One way to maximize value on the dollar is to focus prevention efforts on the people at the highest risk for disease. For example, authors of a 2004 report in the Annals of Internal Medicine found that screening all 35-year-olds for diabetes costs $130,000 per healthy year, compared with $32,000 to screen only 75-year-olds with hypertension, whose risk for diabetes is much higher.

The frequency of intervention also makes a difference. In her 2007 paper, Russell calculated that Pap smears for cervical cancer screening every three years costs $41,000 per healthy year, compared with no screening. Screening every two years adds $1.3 million to the tab, and annual Pap smears cost an additional $3.3 million per healthy year gained. The cancer is slow-moving, so more frequent screens do not catch many more cases.

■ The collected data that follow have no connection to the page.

//! ページに埋め込まれた設定の読み込み
//!
//! `<script id="artwork-browser-config" type="application/json">`があればそれを使い、
//! なければデフォルト値。

use artwork_browser_common::BrowserConfig;

const CONFIG_ELEMENT_ID: &str = "artwork-browser-config";

pub fn load_config() -> BrowserConfig {
    let Some(json) = embedded_config() else {
        return BrowserConfig::default();
    };

    match BrowserConfig::from_json(&json) {
        Ok(config) => config,
        Err(e) => {
            log::warn!("ignoring invalid #{}: {}", CONFIG_ELEMENT_ID, e);
            BrowserConfig::default()
        }
    }
}

fn embedded_config() -> Option<String> {
    web_sys::window()?
        .document()?
        .get_element_by_id(CONFIG_ELEMENT_ID)?
        .text_content()
        .filter(|text| !text.trim().is_empty())
}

In the U.S., healthcare providers don’t often take cost-effectiveness analyses into account, Russell says, and she thinks that is unlikely to change in any upcoming healthcare programs.

What you think about cost-effectiveness depends, of course, on who you are: Insurance providers want the lowest costs; politicians want the happiest constituents. Should these numbers matter when it’s you on the examining table?

“There’s no reason why individuals should take this point of view,” Russell says.

Patients, experts say, should look to their personal and family health histories and the recommendations of their doctors in choosing a plan of preventive care.